Free Will or Destiny?

April 7, 2008 / by shreevo

At first thought I would say I can’t believe in destiny. I can’t believe that people were destined to live terrible, terrible lives. What sort of God dooms people to a horrible future? What sort of God lets innocent babies to be born to crack-whores and allows other unspeakable things to happen. Yet I also can’t believe that people choose to be born into these situations! This question or issue, free will vs. destiny, is one mystery that I am unable to solve. I have to believe in almost a mixture of the two. It is hard to explain, but I’ll do my best.
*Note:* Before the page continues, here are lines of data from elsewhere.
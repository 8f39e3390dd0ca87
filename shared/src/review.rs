use crate::config::SiteConfig;
use crate::effect::Effect;
use crate::error::FormError;

pub const MAX_STARS: u8 = 5;

#[derive(Debug, Clone, Copy, PartialEq, Eq, Default)]
pub enum ReviewStage {
    #[default]
    Rating,
    Feedback,
}

/// Star rating that routes top ratings to the public review page and
/// everything else to a private feedback form.
#[derive(Debug, Clone, Copy, PartialEq, Eq, Default)]
pub struct ReviewFlow {
    rating: u8,
    hover_rating: u8,
    stage: ReviewStage,
}

impl ReviewFlow {
    pub fn new() -> Self {
        Self::default()
    }

    pub fn stage(&self) -> ReviewStage {
        self.stage
    }

    pub fn rating(&self) -> u8 {
        self.rating
    }

    pub fn hover(&mut self, star: u8) {
        self.hover_rating = star.min(MAX_STARS);
    }

    pub fn leave(&mut self) {
        self.hover_rating = 0;
    }

    /// Star `star` is lit when it falls within the hovered range, or the
    /// selected range when nothing is hovered.
    pub fn is_highlighted(&self, star: u8) -> bool {
        let reference = if self.hover_rating > 0 {
            self.hover_rating
        } else {
            self.rating
        };
        reference >= star
    }

    /// Pick a rating. Five stars opens the review page and closes the modal;
    /// anything lower switches to the feedback form.
    pub fn select_star(&mut self, star: u8, config: &SiteConfig) -> Result<Vec<Effect>, FormError> {
        if !(1..=MAX_STARS).contains(&star) {
            return Err(FormError::InvalidStar(star));
        }
        self.rating = star;
        if star == MAX_STARS {
            Ok(vec![
                Effect::OpenExternal(config.review_url.clone()),
                Effect::CloseModal,
            ])
        } else {
            self.stage = ReviewStage::Feedback;
            Ok(Vec::new())
        }
    }
}

#[cfg(test)]
mod tests {
    use super::*;

    #[test]
    fn test_five_stars_opens_review_page_once() {
        let config = SiteConfig::default();
        let mut flow = ReviewFlow::new();
        let effects = flow.select_star(5, &config).unwrap();
        assert_eq!(Effect::navigations(&effects), 1);
        assert_eq!(effects[0], Effect::OpenExternal(config.review_url.clone()));
        assert!(Effect::closes(&effects));
        assert_eq!(flow.stage(), ReviewStage::Rating);
    }

    #[test]
    fn test_lower_ratings_go_to_feedback_without_navigation() {
        for star in 1..MAX_STARS {
            let mut flow = ReviewFlow::new();
            let effects = flow.select_star(star, &SiteConfig::default()).unwrap();
            assert!(effects.is_empty());
            assert_eq!(flow.stage(), ReviewStage::Feedback);
            assert_eq!(flow.rating(), star);
        }
    }

    #[test]
    fn test_out_of_range_star_rejected() {
        let mut flow = ReviewFlow::new();
        assert_eq!(
            flow.select_star(0, &SiteConfig::default()),
            Err(FormError::InvalidStar(0))
        );
        assert_eq!(
            flow.select_star(6, &SiteConfig::default()),
            Err(FormError::InvalidStar(6))
        );
        assert_eq!(flow, ReviewFlow::new());
    }

    #[test]
    fn test_hover_overrides_rating_highlight() {
        let mut flow = ReviewFlow::new();
        assert!(!flow.is_highlighted(1));

        flow.hover(3);
        assert!(flow.is_highlighted(1));
        assert!(flow.is_highlighted(3));
        assert!(!flow.is_highlighted(4));

        flow.leave();
        assert!(!flow.is_highlighted(1));
    }
}
use shared::{DeveloperContact, DeveloperStage};
use web_sys::{HtmlInputElement, MouseEvent};
use yew::prelude::*;

use super::icons::{InstagramIcon, WhatsAppIcon};
use crate::hooks::use_site_config;
use crate::services::logging::Logger;
use crate::services::navigation::run_effects;

#[function_component(DeveloperPanel)]
pub fn developer_panel() -> Html {
    let config = use_site_config();
    let contact = use_state(DeveloperContact::new);

    let on_name_input = {
        let contact = contact.clone();
        Callback::from(move |e: InputEvent| {
            let input: HtmlInputElement = e.target_unchecked_into();
            let mut next = (*contact).clone();
            next.name = input.value();
            contact.set(next);
        })
    };

    let on_contact = {
        let contact = contact.clone();
        let config = config.clone();
        Callback::from(move |_: MouseEvent| {
            let mut next = (*contact).clone();
            match next.activate(&config) {
                Ok(effects) => {
                    contact.set(next);
                    // The panel stays open after sending.
                    run_effects(effects, &Callback::noop());
                }
                Err(e) => {
                    Logger::warn_with_component("developer", "contact attempted without a name");
                    gloo::dialogs::alert(&e.to_string());
                }
            }
        })
    };

    html! {
        <div class="panel developer-panel">
            <h2 class="panel-title">{"InteligenciArte.IA"}</h2>
            <p class="muted">{"Desenvolvimento Web com Inteligência Artificial"}</p>

            <div class="developer-links">
                <a href={config.developer_instagram_url.clone()} target="_blank" rel="noopener noreferrer">
                    <InstagramIcon />
                    <span>{"Instagram"}</span>
                </a>
            </div>

            <div class="developer-contact">
                if contact.stage() == DeveloperStage::NameCapture {
                    <input
                        type="text"
                        class="form-input"
                        placeholder="Qual seu nome?"
                        value={contact.name.clone()}
                        oninput={on_name_input}
                    />
                }
                <button type="button" class="whatsapp-button" onclick={on_contact}>
                    <WhatsAppIcon />
                    <span>{contact.button_label()}</span>
                </button>
            </div>
        </div>
    }
}
use crate::catalog::{Plan, DIAMOND_PLANS, GOLD_PLANS};

#[derive(Debug, Clone, Copy, PartialEq, Eq, Hash, Default)]
pub enum BudgetTab {
    #[default]
    Gold,
    Diamond,
    Addons,
}

impl BudgetTab {
    pub const ALL: [BudgetTab; 3] = [BudgetTab::Gold, BudgetTab::Diamond, BudgetTab::Addons];

    pub fn label(&self) -> &'static str {
        match self {
            BudgetTab::Gold => "Planos Gold",
            BudgetTab::Diamond => "Planos Diamond",
            BudgetTab::Addons => "Adicionais",
        }
    }

    pub fn blurb(&self) -> &'static str {
        match self {
            BudgetTab::Gold => "Nosso plano de entrada, mas que já conta com um mix super completo de cocktails para você surpreender seus convidados.",
            BudgetTab::Diamond => "Nosso plano mais completo, fique a vontade para escolher 6 drinks do plano que preferir.",
            BudgetTab::Addons => "Inove e surpreenda seus convidados com nossas experiências exclusivas.",
        }
    }

    /// Plan tiers listed under this tab. Add-ons are not plans.
    pub fn plans(&self) -> &'static [Plan] {
        match self {
            BudgetTab::Gold => &GOLD_PLANS,
            BudgetTab::Diamond => &DIAMOND_PLANS,
            BudgetTab::Addons => &[],
        }
    }
}

/// Tab selection and the details toggle of the budget panel.
#[derive(Debug, Clone, Copy, PartialEq, Eq, Default)]
pub struct BudgetView {
    pub active_tab: BudgetTab,
    pub details_expanded: bool,
}

impl BudgetView {
    pub fn select_tab(&mut self, tab: BudgetTab) {
        self.active_tab = tab;
    }

    pub fn toggle_details(&mut self) {
        self.details_expanded = !self.details_expanded;
    }

    /// Discount, hours and payment terms only apply to the plan tabs.
    pub fn shows_plan_terms(&self) -> bool {
        matches!(self.active_tab, BudgetTab::Gold | BudgetTab::Diamond)
    }
}

#[cfg(test)]
mod tests {
    use super::*;

    #[test]
    fn test_defaults() {
        let view = BudgetView::default();
        assert_eq!(view.active_tab, BudgetTab::Gold);
        assert!(!view.details_expanded);
    }

    #[test]
    fn test_same_tab_twice_is_idempotent() {
        let mut view = BudgetView::default();
        view.select_tab(BudgetTab::Diamond);
        let once = view;
        view.select_tab(BudgetTab::Diamond);
        assert_eq!(view, once);
    }

    #[test]
    fn test_tab_switch_leaves_details_untouched() {
        for expanded in [false, true] {
            for from in BudgetTab::ALL {
                for to in BudgetTab::ALL {
                    let mut view = BudgetView {
                        active_tab: from,
                        details_expanded: expanded,
                    };
                    view.select_tab(to);
                    assert_eq!(view.active_tab, to);
                    assert_eq!(view.details_expanded, expanded);
                }
            }
        }
    }

    #[test]
    fn test_toggle_details() {
        let mut view = BudgetView::default();
        view.toggle_details();
        assert!(view.details_expanded);
        view.toggle_details();
        assert!(!view.details_expanded);
        assert_eq!(view.active_tab, BudgetTab::Gold);
    }

    #[test]
    fn test_tabs_replace_catalog() {
        assert_eq!(BudgetTab::Gold.plans()[0].name, "Gold Standart");
        assert_eq!(BudgetTab::Diamond.plans()[0].name, "Diamond Standart");
        assert!(BudgetTab::Addons.plans().is_empty());

        let mut view = BudgetView::default();
        assert!(view.shows_plan_terms());
        view.select_tab(BudgetTab::Addons);
        assert!(!view.shows_plan_terms());
    }
}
If I have to choose between the two options, I guess I have to believe that people are destined to be born into certain situations, good or bad. This reasoning wins by default, in a way, because as absurd as this sounds to me that God would do this, it is an even more absurd thought that people can somehow choose their circumstances of birth. Since I can’t fathom the latter, I have to believe the former. Yet after birth and when you can finally care for yourself, it is then that I believe that people have free will, and they have the power to choose.

           

 The book Jasmine, by Bharati Mukherjee, tells the story of the life of an Indian woman, Jasmine, born in a small farming village in Punjab, India. She decides to overcome a life that seems to be predetermined. She gets schooling, moves to America, and even changes her name, all situations almost unheard of for a typical Indian girl born into her exact circumstances. I do not think Jasmine is a puppet. She controls her own life. No, I would not say that she would have chosen to be born into the life she was born into- she had a poor childhood, with no toilets and no electricity- no one chooses that. I would say she was destined to be born into this situation. However, I believe she makes her own choices throughout the rest of her life. I do not think that she was destined to overcome the typical life that it was assumed she would live. I think she chose it.

 

 My main reason for thinking that she chooses what happens in her life is that as a child she was so defiant towards what people were saying she was destined to be. There are so many examples of this defiance. At the age of seven when an astrologer tells her future, she replies "No!...You’re a crazy old man. You don’t know what my future holds!" (Pg. 3). When her father asks her if she wants to continue school so that she can work in a bank and have a better life and not live the typical life of wifehood and motherhood, she replies, "No... I don’t want to be a steno. I don’t want to be a teller, either... I want to be a doctor, and set up my own clinic in a big town" (Pg. 51). She also knows that attitude is important. Her father spends his days lamenting how his life had changed and longing for the past. Jasmine knows that he was right to notice how his life changed, but she also knows that "...Only a fool would let it rule his life" (Pg. 43). Some may argue that she was born with this attitude, destined to have it, and her being defiant and the choices that evolve from that defiance are therefore destined. I would absolutely disagree. I’m a firm believer that people are in absolute control of their attitude, and with the right attitude, you can do anything you want.

 

Whether I am right or wrong on this question, I believe it’s very important to go about life believing that you have a choice, and that you make your own destiny! Whether Jasmine’s life was really predetermined or not, she still believes that she is in control, and that empowers her. How depressing would a life be if you felt you had no control, like you couldn’t make a difference in you own life. Whether my destiny is already determined or not, I will go on believing that I make my own choices, and that with the right attitude I can do anything. And with this attitude, I can do anything.